Work attire - going to a women's shelter -- not yet poofed and gone...
Large home furniture - going to a resale shop that gives items to homeless families transitioning to new residences -- poof and gone date on schedule...
We have just what fits in 1/2 of our former square footage and are still purging as we go through a second reorganization this Spring.  Less to find space for, clean and maintain means more space for doing... more will be poofing and going as we progress.

The second part is how will I spent my time?  The only caveat of retiring that I agreed to was NOT to give all of my time away and become as stressed as I was previously with work.  Upon reflection, I discovered we have 168 hours in a week. Half of which we are asleep - giving us 84 usable hours to divide between ideals.

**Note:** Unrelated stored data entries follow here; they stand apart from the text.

//! Interval scheduler — decides whether an endpoint is due for a poll.
//!
//! Cadence is charged at decision time: when `should_poll` answers yes it
//! records the attempt (and persists it) before returning, so a broken
//! endpoint cannot be hot-looped and a reader never sees a cache write
//! whose interval was not yet charged.
//!
//! Cadence is keyed by endpoint name only. "Per-symbol" endpoints share
//! one timestamp across all symbols, so the ingestion loop asks once per
//! endpoint per cycle and then polls every symbol for the due endpoints.

use anyhow::{bail, Result};
use chrono::{DateTime, Datelike, NaiveTime, Utc, Weekday};
use chrono_tz::Tz;
use std::collections::{BTreeMap, HashMap};
use std::path::PathBuf;
use std::sync::Arc;
use tracing::{debug, warn};

use crate::clock::Clock;
use crate::config::EndpointPolicy;
use crate::state;

/// `endpoint name -> epoch seconds of the last poll attempt`.
pub type PollState = BTreeMap<String, i64>;

// ── Trading Calendar ────────────────────────────────────────────────

/// Regular-session hours of the exchange the symbols trade on.
#[derive(Debug, Clone)]
pub enum TradingCalendar {
    /// Mon–Fri 09:30–16:00 in the exchange timezone.
    Exchange(Tz),
    /// Used when the timezone cannot be resolved: scheduling fails open.
    AlwaysOpen,
}

impl TradingCalendar {
    pub fn from_tz_name(name: &str) -> Self {
        match name.parse::<Tz>() {
            Ok(tz) => TradingCalendar::Exchange(tz),
            Err(e) => {
                warn!(
                    timezone = %name,
                    error = %e,
                    "Unknown exchange timezone — treating market as always open"
                );
                TradingCalendar::AlwaysOpen
            }
        }
    }

    pub fn is_open(&self, at: DateTime<Utc>) -> bool {
        let tz = match self {
            TradingCalendar::AlwaysOpen => return true,
            TradingCalendar::Exchange(tz) => tz,
        };
        let local = at.with_timezone(tz);
        if matches!(local.weekday(), Weekday::Sat | Weekday::Sun) {
            return false;
        }
        let open = NaiveTime::from_hms_opt(9, 30, 0).unwrap_or_default();
        let close = NaiveTime::from_hms_opt(16, 0, 0).unwrap_or_default();
        let t = local.time();
        t >= open && t < close
    }
}

// ── Scheduler ───────────────────────────────────────────────────────

pub struct IntervalScheduler {
    state: PollState,
    policies: HashMap<String, EndpointPolicy>,
    calendar: TradingCalendar,
    path: PathBuf,
    clock: Arc<dyn Clock>,
}

impl IntervalScheduler {
    pub fn load(
        path: PathBuf,
        policies: &[EndpointPolicy],
        calendar: TradingCalendar,
        clock: Arc<dyn Clock>,
    ) -> Result<Self> {
        let state: PollState = state::load_or_recover(&path)?;
        Ok(Self {
            state,
            policies: policies.iter().map(|p| (p.name.clone(), p.clone())).collect(),
            calendar,
            path,
            clock,
        })
    }

    /// Minimum seconds between attempts for `policy` at time `at`.
    pub fn effective_interval(&self, policy: &EndpointPolicy, at: DateTime<Utc>) -> i64 {
        let base = policy.base_interval_sec as i64;
        if self.calendar.is_open(at) {
            base
        } else {
            base * policy.off_hours_multiplier as i64
        }
    }

    /// Decide whether `endpoint` is due and, if so, charge the interval.
    ///
    /// `force_first` makes an endpoint with no recorded attempt due
    /// immediately (first cycle after a fresh start).
    pub fn should_poll(&mut self, endpoint: &str, force_first: bool) -> Result<bool> {
        let Some(policy) = self.policies.get(endpoint) else {
            bail!("No policy registered for endpoint '{}'", endpoint);
        };
        let now = self.clock.now();
        let now_epoch = now.timestamp();

        let due = match self.state.get(endpoint) {
            None if force_first => true,
            // No history: epoch 0 is older than any interval.
            None => now_epoch >= self.effective_interval(policy, now),
            Some(&last) => now_epoch - last >= self.effective_interval(policy, now),
        };
        if !due {
            return Ok(false);
        }

        self.state.insert(endpoint.to_string(), now_epoch);
        if let Err(e) = state::atomic_write_json(&self.path, &self.state) {
            warn!(endpoint, error = %e, "Failed to persist poll state — interval charged in memory only");
        }
        debug!(endpoint, "Endpoint due");
        Ok(true)
    }

    pub fn last_attempt(&self, endpoint: &str) -> Option<i64> {
        self.state.get(endpoint).copied()
    }

    pub fn calendar(&self) -> &TradingCalendar {
        &self.calendar
    }
}

#[cfg(test)]
mod tests {
    use super::*;
    use crate::clock::ManualClock;
    use crate::config::EndpointKind;

    // 2026-10-20 is a Tuesday; 15:00Z is 11:00 in New York (EDT).
    const MARKET_OPEN: &str = "2026-10-20T15:00:00Z";
    // Saturday.
    const WEEKEND: &str = "2026-10-24T15:00:00Z";

    fn policies() -> Vec<EndpointPolicy> {
        vec![
            EndpointPolicy::new("greeks", "/greeks/{symbol}", 1800, EndpointKind::Passthrough),
            EndpointPolicy::new("flow_alerts", "/flow/{symbol}", 300, EndpointKind::Flow),
        ]
    }

    fn scheduler(dir: &tempfile::TempDir, clock: &ManualClock) -> IntervalScheduler {
        IntervalScheduler::load(
            dir.path().join("poll_state.json"),
            &policies(),
            TradingCalendar::from_tz_name("America/New_York"),
            Arc::new(clock.clone()),
        )
        .unwrap()
    }

    #[test]
    fn test_calendar_hours() {
        let cal = TradingCalendar::from_tz_name("America/New_York");
        let at = |s: &str| DateTime::parse_from_rfc3339(s).unwrap().with_timezone(&Utc);
        assert!(cal.is_open(at(MARKET_OPEN)));
        assert!(cal.is_open(at("2026-10-20T13:30:00Z"))); // 09:30 EDT
        assert!(!cal.is_open(at("2026-10-20T13:29:59Z")));
        assert!(!cal.is_open(at("2026-10-20T20:00:00Z"))); // 16:00 EDT
        assert!(!cal.is_open(at(WEEKEND)));
    }

    #[test]
    fn test_unknown_timezone_fails_open() {
        let cal = TradingCalendar::from_tz_name("Mars/Olympus_Mons");
        assert!(matches!(cal, TradingCalendar::AlwaysOpen));
        let saturday = DateTime::parse_from_rfc3339(WEEKEND).unwrap().with_timezone(&Utc);
        assert!(cal.is_open(saturday));
    }

    #[test]
    fn test_greeks_scenario_during_market_hours() {
        let dir = tempfile::tempdir().unwrap();
        let clock = ManualClock::at(MARKET_OPEN);
        let mut sched = scheduler(&dir, &clock);

        // Establish the charge at t.
        assert!(sched.should_poll("greeks", true).unwrap());

        assert!(!sched.should_poll("greeks", false).unwrap());
        clock.advance_secs(600);
        assert!(!sched.should_poll("greeks", false).unwrap());
        clock.advance_secs(1201); // t + 1801
        assert!(sched.should_poll("greeks", false).unwrap());
    }

    #[test]
    fn test_no_double_charge_within_interval() {
        let dir = tempfile::tempdir().unwrap();
        let clock = ManualClock::at(MARKET_OPEN);
        let mut sched = scheduler(&dir, &clock);

        assert!(sched.should_poll("flow_alerts", false).unwrap());
        let charged_at = sched.last_attempt("flow_alerts").unwrap();
        for step in [1, 60, 238] {
            clock.advance_secs(step);
            assert!(!sched.should_poll("flow_alerts", false).unwrap());
        }
        assert_eq!(sched.last_attempt("flow_alerts"), Some(charged_at));
    }

    #[test]
    fn test_off_hours_interval_is_multiplied() {
        let dir = tempfile::tempdir().unwrap();
        let clock = ManualClock::at(WEEKEND);
        let sched = scheduler(&dir, &clock);
        let open = DateTime::parse_from_rfc3339(MARKET_OPEN).unwrap().with_timezone(&Utc);
        let closed = DateTime::parse_from_rfc3339(WEEKEND).unwrap().with_timezone(&Utc);

        for policy in policies() {
            assert_eq!(
                sched.effective_interval(&policy, closed),
                3 * sched.effective_interval(&policy, open)
            );
        }
    }

    #[test]
    fn test_off_hours_poll_waits_for_multiplied_interval() {
        let dir = tempfile::tempdir().unwrap();
        let clock = ManualClock::at(WEEKEND);
        let mut sched = scheduler(&dir, &clock);

        assert!(sched.should_poll("flow_alerts", true).unwrap());
        clock.advance_secs(300);
        assert!(!sched.should_poll("flow_alerts", false).unwrap());
        clock.advance_secs(600);
        assert!(sched.should_poll("flow_alerts", false).unwrap());
    }

    #[test]
    fn test_state_persists_across_restart() {
        let dir = tempfile::tempdir().unwrap();
        let clock = ManualClock::at(MARKET_OPEN);
        {
            let mut sched = scheduler(&dir, &clock);
            assert!(sched.should_poll("greeks", true).unwrap());
        }
        clock.advance_secs(60);
        let mut reloaded = scheduler(&dir, &clock);
        assert!(!reloaded.should_poll("greeks", true).unwrap(), "force_first only applies without history");
    }

    #[test]
    fn test_unknown_endpoint_is_an_error() {
        let dir = tempfile::tempdir().unwrap();
        let clock = ManualClock::at(MARKET_OPEN);
        let mut sched = scheduler(&dir, &clock);
        assert!(sched.should_poll("nope", false).is_err());
    }
}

My ideals, values, driving forces are self care, family and community efforts.  I plan to divide 21 hours a week between those 3 diversions.  The last ten years have been spent working to invest in our sons' educational and career goals.  They are at a point where they need to shoulder those with less parental involvement, but just as much parental support.

Self care was the first thing that my schedule compromised and the first thing given up when I got behind or lost track of tasks.  The commitment to have us eat better and engage in exercise as a way of accomplishing errands as well as for exploring our new surroundings while meeting others in the same pursuits should bring peace and better sleep.  We have a whole small lake to paddle and the mind just unrolls while on water.  Jumping fish, swooping birds, diving ducks, turtles and frogs I have only heard but not yet seen.  Sun warming my back and therapeutic, slow rhythmic movement of shoulder and arm joints should make for better overall flexibility, less reliance on ibuprofen, which in turn will improve chemical balances.

One goal is to spend more time with my parents before we have to shift into a caregiver role, just going to breakfast or lunch, short road trips, helping with housekeeping chores that are beyond their safe ability to handle alone and just spending time together so that when they need a role change to caregiver, we have stories to recall and memories to share as we do more unpleasant but necessary tasks for health and welfare.

Our nephews are preschool and school age, still in that magical window of wonder and amazement in the world's small miracles.  And still easily amused with a bottle of bubbles, a popsicle, small trinket or magic trick.  While their lives are still simple, I want to take time to play with them, share stories and adventures and discover city parks to get us needed Vitamin D3, fresh air, and embark on our quest to find the best ice cream in the area... for that I need cohorts.  The Meeker bros did well in their time, the next generation needs to be honed on the selection of gooey creaminess and the skills of not melting before blissful consumption has ensued.

The greater community has so many worthy efforts for my time to address the societal issues that I need to change 'hands on' instead of by just posting complaints.  Homelessness, educational time and budget shortfalls, parenting support, litter control, safety issues, senior citizen assistance -- just to name a few.  I'll need to observe the work of several organizations before stepping in to help with those that align with my values and abilities without draining their volunteer resources into burnout.

If I can manage to balance 21 hours a week in these 3 areas, I hope to find better health in body, mind and spirit while engaging others to do the same. 
21 hours - we can all find 21 hours to improve self, relationships status or surroundings. 
What can be pruned to encourage more growth? 
What will you find when you engage those 21 hours?